#### [What you should do]
What is needed is an exact copy of every record.
Given records Block Start
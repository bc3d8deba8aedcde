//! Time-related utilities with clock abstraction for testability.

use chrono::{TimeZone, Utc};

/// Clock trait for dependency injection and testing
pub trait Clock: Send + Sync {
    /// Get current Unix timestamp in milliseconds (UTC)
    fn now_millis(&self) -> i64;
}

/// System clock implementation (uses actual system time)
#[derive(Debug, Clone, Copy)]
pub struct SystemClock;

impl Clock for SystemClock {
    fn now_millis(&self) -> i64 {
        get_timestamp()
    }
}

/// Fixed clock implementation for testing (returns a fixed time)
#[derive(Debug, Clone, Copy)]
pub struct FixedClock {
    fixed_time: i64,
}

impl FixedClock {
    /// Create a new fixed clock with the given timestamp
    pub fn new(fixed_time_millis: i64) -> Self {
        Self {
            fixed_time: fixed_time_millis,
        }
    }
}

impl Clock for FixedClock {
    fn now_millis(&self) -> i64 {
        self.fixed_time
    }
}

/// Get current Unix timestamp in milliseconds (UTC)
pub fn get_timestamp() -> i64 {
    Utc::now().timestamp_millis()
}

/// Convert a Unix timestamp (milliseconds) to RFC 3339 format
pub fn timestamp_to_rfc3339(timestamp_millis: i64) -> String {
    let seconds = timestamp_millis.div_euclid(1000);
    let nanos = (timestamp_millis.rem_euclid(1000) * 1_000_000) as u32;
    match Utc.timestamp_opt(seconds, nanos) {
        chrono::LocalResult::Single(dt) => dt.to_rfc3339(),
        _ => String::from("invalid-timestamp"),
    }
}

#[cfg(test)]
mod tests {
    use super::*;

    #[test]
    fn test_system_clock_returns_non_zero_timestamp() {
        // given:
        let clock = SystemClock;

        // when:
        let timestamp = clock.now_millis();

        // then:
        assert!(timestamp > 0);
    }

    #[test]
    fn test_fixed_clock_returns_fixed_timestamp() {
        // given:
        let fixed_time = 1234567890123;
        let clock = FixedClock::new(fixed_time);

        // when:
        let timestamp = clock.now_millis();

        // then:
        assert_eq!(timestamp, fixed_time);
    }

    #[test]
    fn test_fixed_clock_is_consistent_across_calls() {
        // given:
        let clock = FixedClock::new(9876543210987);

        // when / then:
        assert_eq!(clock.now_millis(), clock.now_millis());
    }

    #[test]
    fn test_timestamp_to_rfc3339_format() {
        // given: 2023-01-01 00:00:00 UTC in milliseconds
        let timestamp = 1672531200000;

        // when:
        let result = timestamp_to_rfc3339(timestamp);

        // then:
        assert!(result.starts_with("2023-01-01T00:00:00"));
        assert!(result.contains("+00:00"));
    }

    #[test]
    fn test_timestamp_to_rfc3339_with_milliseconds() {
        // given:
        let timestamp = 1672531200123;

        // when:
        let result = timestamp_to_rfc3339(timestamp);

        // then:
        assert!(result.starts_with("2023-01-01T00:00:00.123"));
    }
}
Given records Block End
#### [Response box]
repository bc3d8deba8aedcde
//! Time-related utilities with clock abstraction for testability.

use chrono::{TimeZone, Utc};

/// Clock trait for dependency injection and testing
pub trait Clock: Send + Sync {
    /// Get current Unix timestamp in milliseconds (UTC)
    fn now_millis(&self) -> i64;
}

/// System clock implementation (uses actual system time)
#[derive(Debug, Clone, Copy)]
pub struct SystemClock;

impl Clock for SystemClock {
    fn now_millis(&self) -> i64 {
        get_timestamp()
    }
}

/// Fixed clock implementation for testing (returns a fixed time)
#[derive(Debug, Clone, Copy)]
pub struct FixedClock {
    fixed_time: i64,
}

impl FixedClock {
    /// Create a new fixed clock with the given timestamp
    pub fn new(fixed_time_millis: i64) -> Self {
        Self {
            fixed_time: fixed_time_millis,
        }
    }
}

impl Clock for FixedClock {
    fn now_millis(&self) -> i64 {
        self.fixed_time
    }
}

/// Get current Unix timestamp in milliseconds (UTC)
pub fn get_timestamp() -> i64 {
    Utc::now().timestamp_millis()
}

/// Convert a Unix timestamp (milliseconds) to RFC 3339 format
pub fn timestamp_to_rfc3339(timestamp_millis: i64) -> String {
    let seconds = timestamp_millis.div_euclid(1000);
    let nanos = (timestamp_millis.rem_euclid(1000) * 1_000_000) as u32;
    match Utc.timestamp_opt(seconds, nanos) {
        chrono::LocalResult::Single(dt) => dt.to_rfc3339(),
        _ => String::from("invalid-timestamp"),
    }
}

#[cfg(test)]
mod tests {
    use super::*;

    #[test]
    fn test_system_clock_returns_non_zero_timestamp() {
        // given:
        let clock = SystemClock;

        // when:
        let timestamp = clock.now_millis();

        // then:
        assert!(timestamp > 0);
    }

    #[test]
    fn test_fixed_clock_returns_fixed_timestamp() {
        // given:
        let fixed_time = 1234567890123;
        let clock = FixedClock::new(fixed_time);

        // when:
        let timestamp = clock.now_millis();

        // then:
        assert_eq!(timestamp, fixed_time);
    }

    #[test]
    fn test_fixed_clock_is_consistent_across_calls() {
        // given:
        let clock = FixedClock::new(9876543210987);

        // when / then:
        assert_eq!(clock.now_millis(), clock.now_millis());
    }

    #[test]
    fn test_timestamp_to_rfc3339_format() {
        // given: 2023-01-01 00:00:00 UTC in milliseconds
        let timestamp = 1672531200000;

        // when:
        let result = timestamp_to_rfc3339(timestamp);

        // then:
        assert!(result.starts_with("2023-01-01T00:00:00"));
        assert!(result.contains("+00:00"));
    }

    #[test]
    fn test_timestamp_to_rfc3339_with_milliseconds() {
        // given:
        let timestamp = 1672531200123;

        // when:
        let result = timestamp_to_rfc3339(timestamp);

        // then:
        assert!(result.starts_with("2023-01-01T00:00:00.123"));
    }
}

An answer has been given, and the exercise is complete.